Der im US-Bundesstaat Virginia ansässige Cybersecurity-Dienstleister Volexity schreibt zu dem Angriff auf 3CX, dass seinen Erkenntnissen nach die Angreifer eine gewisse Zeit Zugriff auf die Systeme von 3CX gehabt haben müssen. Nur so hätten sie ein Verständnis für den Entwicklungs- und Update-Prozess des Unternehmens entwickeln und den "passenden", bösartigen Code entwickeln können. Das würde bedeuten, dass die Sicherheitsmaßnahmen von 3CX nicht gegriffen haben oder nicht ausreichend waren.

Allerdings war offenbar nicht nur 3CX zu sorglos. Patrick Wardle, Gründer der Objective-See Foundation und Experte für MacOS-Malware, hat bei seiner Untersuchung festgestellt, dass das MacOS-Update nicht nur von den 3CX-Entwicklern als gültig signiert, sondern auch von Apple beglaubigt wurde. Das heißt, dass auch Apple bei seiner Malware-Prüdung des Updates nichts gefunden hat.

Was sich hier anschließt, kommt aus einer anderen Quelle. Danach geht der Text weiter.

//! Conversion of Linux cooked capture (SLL) pcap files to Ethernet framing.
//!
//! The [`ConversionEngine`] reads a legacy pcap stream, checks its global
//! header, and rewrites every record whose link header is recognized as SLL
//! into an Ethernet frame. Other records are copied unchanged.

#[macro_use]
extern crate log;

mod config;
mod engine;
mod error;
pub mod file_header;
pub mod link_header;
pub mod packet_header;
mod scratch;

pub use config::*;
pub use engine::*;
pub use error::*;
pub use scratch::ScratchBuffer;

use std::io::{self, Read};

/// Read until `buf` is full or the input ends. Returns the number of bytes read.
pub(crate) fn read_full<R: Read + ?Sized>(reader: &mut R, buf: &mut [u8]) -> io::Result<usize> {
    let mut nread = 0;
    while nread < buf.len() {
        match reader.read(&mut buf[nread..]) {
            Ok(0) => break,
            Ok(n) => nread += n,
            Err(ref e) if e.kind() == io::ErrorKind::Interrupted => continue,
            Err(e) => return Err(e),
        }
    }
    Ok(nread)
}
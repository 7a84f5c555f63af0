//! Global pcap header: read, check, and copy to the output unchanged.

use crate::error::Error;
use crate::read_full;
use pcap_parser::{parse_pcap_header, Linktype, PcapHeader};
use std::io::{Read, Write};

/// Size of the global pcap header
pub const FILE_HEADER_LEN: usize = 24;
/// Little-endian, nanosecond resolution magic
pub const FILE_HEADER_MAGIC: u32 = 0xa1b2_3c4d;
pub const FILE_HEADER_VERSION_MAJOR: u16 = 2;
pub const FILE_HEADER_VERSION_MINOR: u16 = 4;
/// Link type expected when the configuration does not set one
pub const DEFAULT_LINKTYPE: Linktype = Linktype::LINUX_SLL;

/// Global header of the input capture.
///
/// The raw bytes are kept so that the output header is a byte copy of the
/// input one, whatever the decoder makes of it.
#[derive(Clone, Debug)]
pub struct FileHeader {
    raw: [u8; FILE_HEADER_LEN],
    header: PcapHeader,
}

impl FileHeader {
    /// Read exactly one global header from `reader`.
    ///
    /// A short read fails with `HeaderTruncated`, an unknown magic with `HeaderInvalid`.
    pub fn read_from<R: Read>(reader: &mut R) -> Result<FileHeader, Error> {
        let mut raw = [0u8; FILE_HEADER_LEN];
        let nread = read_full(reader, &mut raw).map_err(Error::ReadError)?;
        if nread != FILE_HEADER_LEN {
            return Err(Error::HeaderTruncated(nread));
        }
        FileHeader::from_bytes(raw)
    }

    pub fn from_bytes(raw: [u8; FILE_HEADER_LEN]) -> Result<FileHeader, Error> {
        match parse_pcap_header(&raw) {
            Ok((_, header)) => Ok(FileHeader { raw, header }),
            Err(_) => Err(Error::HeaderInvalid(format!(
                "unrecognized magic {:02x}{:02x}{:02x}{:02x}",
                raw[0], raw[1], raw[2], raw[3]
            ))),
        }
    }

    /// Check every field against the supported format
    pub fn validate(&self, linktype: Linktype) -> Result<(), Error> {
        let h = &self.header;
        if h.magic_number != FILE_HEADER_MAGIC {
            return Err(Error::HeaderInvalid(format!(
                "magic {:#010x}, expected {:#010x}",
                h.magic_number, FILE_HEADER_MAGIC
            )));
        }
        if h.version_major != FILE_HEADER_VERSION_MAJOR
            || h.version_minor != FILE_HEADER_VERSION_MINOR
        {
            return Err(Error::HeaderInvalid(format!(
                "version {}.{}",
                h.version_major, h.version_minor
            )));
        }
        if h.thiszone != 0 {
            return Err(Error::HeaderInvalid(format!("thiszone {}", h.thiszone)));
        }
        if h.sigfigs != 0 {
            return Err(Error::HeaderInvalid(format!("sigfigs {}", h.sigfigs)));
        }
        if h.network != linktype {
            return Err(Error::HeaderInvalid(format!(
                "link type {}, expected {}",
                h.network.0, linktype.0
            )));
        }
        Ok(())
    }

    /// Write the header exactly as it was read
    pub fn write_to<W: Write>(&self, writer: &mut W) -> Result<(), Error> {
        writer
            .write_all(&self.raw)
            .map_err(|e| Error::WriteError("file header", e))
    }

    pub fn snaplen(&self) -> u32 {
        self.header.snaplen
    }

    pub fn linktype(&self) -> Linktype {
        self.header.network
    }

    pub fn as_bytes(&self) -> &[u8] {
        &self.raw
    }
}

#[cfg(test)]
mod tests {
    use super::*;

    fn header_bytes(
        magic: u32,
        major: u16,
        minor: u16,
        zone: u32,
        sigfigs: u32,
        linktype: u32,
    ) -> [u8; 24] {
        let mut raw = [0u8; 24];
        raw[0..4].copy_from_slice(&magic.to_le_bytes());
        raw[4..6].copy_from_slice(&major.to_le_bytes());
        raw[6..8].copy_from_slice(&minor.to_le_bytes());
        raw[8..12].copy_from_slice(&zone.to_le_bytes());
        raw[12..16].copy_from_slice(&sigfigs.to_le_bytes());
        raw[16..20].copy_from_slice(&65535u32.to_le_bytes());
        raw[20..24].copy_from_slice(&linktype.to_le_bytes());
        raw
    }

    #[test]
    fn valid_header() {
        let raw = header_bytes(FILE_HEADER_MAGIC, 2, 4, 0, 0, 113);
        let hdr = FileHeader::read_from(&mut &raw[..]).unwrap();
        hdr.validate(DEFAULT_LINKTYPE).unwrap();
        assert_eq!(hdr.snaplen(), 65535);
        assert_eq!(hdr.linktype(), Linktype::LINUX_SLL);
        let mut out = Vec::new();
        hdr.write_to(&mut out).unwrap();
        assert_eq!(&out[..], &raw[..]);
    }

    #[test]
    fn truncated_header() {
        let raw = header_bytes(FILE_HEADER_MAGIC, 2, 4, 0, 0, 113);
        let res = FileHeader::read_from(&mut &raw[..20]);
        assert!(matches!(res, Err(Error::HeaderTruncated(20))));
        let res = FileHeader::read_from(&mut &[0u8; 0][..]);
        assert!(matches!(res, Err(Error::HeaderTruncated(0))));
    }

    #[test]
    fn invalid_fields() {
        let cases = [
            header_bytes(0x1234_5678, 2, 4, 0, 0, 113),
            // microsecond magic is a valid pcap, but not the supported one
            header_bytes(0xa1b2_c3d4, 2, 4, 0, 0, 113),
            header_bytes(FILE_HEADER_MAGIC, 2, 3, 0, 0, 113),
            header_bytes(FILE_HEADER_MAGIC, 1, 4, 0, 0, 113),
            header_bytes(FILE_HEADER_MAGIC, 2, 4, 1, 0, 113),
            header_bytes(FILE_HEADER_MAGIC, 2, 4, 0, 7, 113),
            header_bytes(FILE_HEADER_MAGIC, 2, 4, 0, 0, 1),
        ];
        for raw in cases {
            let res = FileHeader::from_bytes(raw).and_then(|h| h.validate(DEFAULT_LINKTYPE));
            assert!(matches!(res, Err(Error::HeaderInvalid(_))), "{:?}", raw);
        }
    }

    #[test]
    fn big_endian_magic_is_rejected() {
        let mut raw = header_bytes(FILE_HEADER_MAGIC, 2, 4, 0, 0, 113);
        raw[0..4].copy_from_slice(&FILE_HEADER_MAGIC.to_be_bytes());
        let res = FileHeader::from_bytes(raw).and_then(|h| h.validate(DEFAULT_LINKTYPE));
        assert!(matches!(res, Err(Error::HeaderInvalid(_))));
    }

    #[test]
    fn configured_linktype() {
        let raw = header_bytes(FILE_HEADER_MAGIC, 2, 4, 0, 0, 1);
        let hdr = FileHeader::from_bytes(raw).unwrap();
        hdr.validate(Linktype::ETHERNET).unwrap();
    }
}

Laut Wardle, der auch Gründer des 2019 an Jamf verkauften Unternehmens Digita Security war, zeigt der Code, dass die MacOS-Malware Nutzer zur selben (inzwischen abgeschalteten) Domain wie Windows-Anwender leiten und dort weiteren Schadcode nachladen sollte. Da er aber keinen Zugriff auf diese Malware gehabt habe, könne er auch nicht sagen, was die dann bewirkt hätte.

Parallelen und Unterschiede zum Angriff auf SolarWinds

Der Angriff auf 3CX ähnelt in einigen wichtigen Aspekten dem auf SolarWinds im Jahr 2020. Es könnten daher bald auch noch Details über kompromittierte Endkunden von 3CX herauskommen. das nehmen zumindest Huntress-Experte Hammond und andere Beobachter an. Die gute Nachricht: Zwar hat 3CX viel mehr Kunden als damals SolarWinds hatte, der Angriff auf die Lieferkette von 3CX wurde jedoch viel schneller entdeckt.

Die MacOS-Version der 3CX-App wurde möglicherweise im Januar kompromittiert. Laut CEO Galea hat die aber nur ein paar tausend Benutzer. Die 3CX-Desktop-App für Windows scheint hingegen um den 8. März herum kompromittiert worden zu sein. Beim Angriff auf SolarWinds und dessen Kunden gehen Sicherheitsforscher dagegen davon aus, dass die Angreifer mindestens neun Monate lang unbemerkt bleiben konnten. Sie hatten also wesentlich mehr Zeit, sich über die IT-Infrastruktur und die Netzwerke der Angegriffenen zu informieren und dann entsprechende Angriffe vorzubereiten.